А как к вам пришла идея заняться театром? Ведь последнее время вы занимались педагогикой. Видите ли вы какое-то сходство между преподаванием и режиссурой?

У меня театральное образование, режиссерское. В конце 80-х я его получил, так что я профессиональный режиссёр. И вообще, я всю жизнь ставлю. Работал режиссёром в театральных школах, в том числе в Израиле, ставил спектакли — и довольно много, должен сказать. Особенно с детьми — и, надеюсь, к этому ещё вернусь. Наши спектакли с детьми, кстати (позволю себе немного похвастаться), были настолько, видимо, качественными, что премьеры проходили в «Гоголь-центре». Пока он ещё существовал. Так что идея поставить спектакль мне была не чужда — она органичная, естественная.

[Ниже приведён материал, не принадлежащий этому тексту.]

//! Configuration error types.

use owo_colors::OwoColorize;
use std::fmt;
use std::path::PathBuf;
use thiserror::Error;

/// Configuration-related errors
#[derive(Debug, Error)]
pub enum ConfigError {
    #[error("IO error when reading `{0}`")]
    Io(PathBuf, #[source] std::io::Error),

    #[error("Config file parsing error")]
    Toml(#[from] toml::de::Error),

    #[error("Config file `{0}` not found")]
    NotFound(PathBuf),

    // No #[from]: a source() would print the diagnostics twice
    #[error("{0}")]
    Diagnostics(ConfigDiagnostics),
}

/// A single configuration problem, tied to a dotted field path.
#[derive(Debug, Clone)]
pub struct ConfigDiagnostic {
    pub field: &'static str,
    pub message: String,
    pub hint: Option<String>,
}

impl fmt::Display for ConfigDiagnostic {
    fn fmt(&self, f: &mut fmt::Formatter<'_>) -> fmt::Result {
        writeln!(f, "{}{}{}", "[".dimmed(), self.field.cyan(), "]".dimmed())?;
        write!(f, "{} {}", "→".red(), self.message)?;
        if let Some(hint) = &self.hint {
            write!(f, "\n  {} {}", "hint:".yellow(), hint)?;
        }
        Ok(())
    }
}

/// Collects every validation error so they are reported together.
#[derive(Debug, Default)]
pub struct ConfigDiagnostics {
    errors: Vec<ConfigDiagnostic>,
}

impl ConfigDiagnostics {
    pub fn new() -> Self {
        Self::default()
    }

    pub fn error(&mut self, field: &'static str, message: impl Into<String>) {
        self.errors.push(ConfigDiagnostic {
            field,
            message: message.into(),
            hint: None,
        });
    }

    pub fn error_with_hint(
        &mut self,
        field: &'static str,
        message: impl Into<String>,
        hint: impl Into<String>,
    ) {
        self.errors.push(ConfigDiagnostic {
            field,
            message: message.into(),
            hint: Some(hint.into()),
        });
    }

    #[cfg(test)]
    pub fn errors(&self) -> &[ConfigDiagnostic] {
        &self.errors
    }

    #[cfg(test)]
    pub fn is_empty(&self) -> bool {
        self.errors.is_empty()
    }

    /// `Err(self)` if anything was collected.
    pub fn into_result(self) -> Result<(), Self> {
        if self.errors.is_empty() {
            Ok(())
        } else {
            Err(self)
        }
    }
}

impl fmt::Display for ConfigDiagnostics {
    fn fmt(&self, f: &mut fmt::Formatter<'_>) -> fmt::Result {
        writeln!(f, "{}\n", "config validation failed:".red().bold())?;
        for (i, err) in self.errors.iter().enumerate() {
            write!(f, "{err}")?;
            if i + 1 < self.errors.len() {
                writeln!(f, "\n")?;
            }
        }
        if self.errors.len() > 1 {
            write!(
                f,
                "\n\n{} {} {}",
                "found".dimmed(),
                self.errors.len().to_string().red().bold(),
                "errors".dimmed()
            )?;
        }
        Ok(())
    }
}

impl std::error::Error for ConfigDiagnostics {}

Теперь, похожи ли эти две вещи? Вы правы, да, похожи. Потому что и там, и там всё про отношения и про рефлексию. Мы же зачем вообще занимаемся педагогикой? Чтобы понять себя. А когда человек говорит: «Я пришёл в педагогику, чтобы изменить жизни других», — ну, извините, это уже чем-то коммунистическим пахнет. А вот если ты идешь в гуманитарную профессию, потому что хочешь что-то про себя понять, — это мне близко. И в этом смысле педагогика и театр объединяются.

Во время последнего показа в Варшаве — это было пару недель назад — Оля что-то сказала на сцене про рефлексию, и я прямо в зале, с микрофоном, произнёс: «А для меня самое главное — моя собственная рефлексия». Это мой способ жить, разбираться в себе, копаться и пытаться что-то про себя понять.

Вы используете театральные приемы в педагогике? Какие именно?

Много чего. Ну вот, во-первых: и педагогика, и театр должны быть яркими. Я из тех, кто считает, что никакое содержание не оправдывает скуку. Никакое. Ни в классе, ни на сцене. Вот это, знаете, когда детям говорят: «Сейчас будет скучно, но потом ты поймёшь, как это важно», — это, простите, обман. В театре бывает то же самое: «Ну, это сложный спектакль. Я, правда, половину не понял, а во вторую половину скучал». Ну… это не мой путь. Я знаю, что есть достойнейшие коллеги, которым такой подход близок, но я не из них.

Основа театра — это контакт. Видеть партнёра. Умение меняться. Строить отношения. Этот пинг-понг, который происходит между партнерами на сцене, он же и в педагогике важен: взаимность, резонанс, конфликт — в хорошем, аристотелевском смысле. История, которую мы рассказываем. Всё это — театральное, но и педагогическое тоже. И, кстати, наоборот — из педагогики в театр тоже много чего я приношу. Так что это взаимопроникающие миры.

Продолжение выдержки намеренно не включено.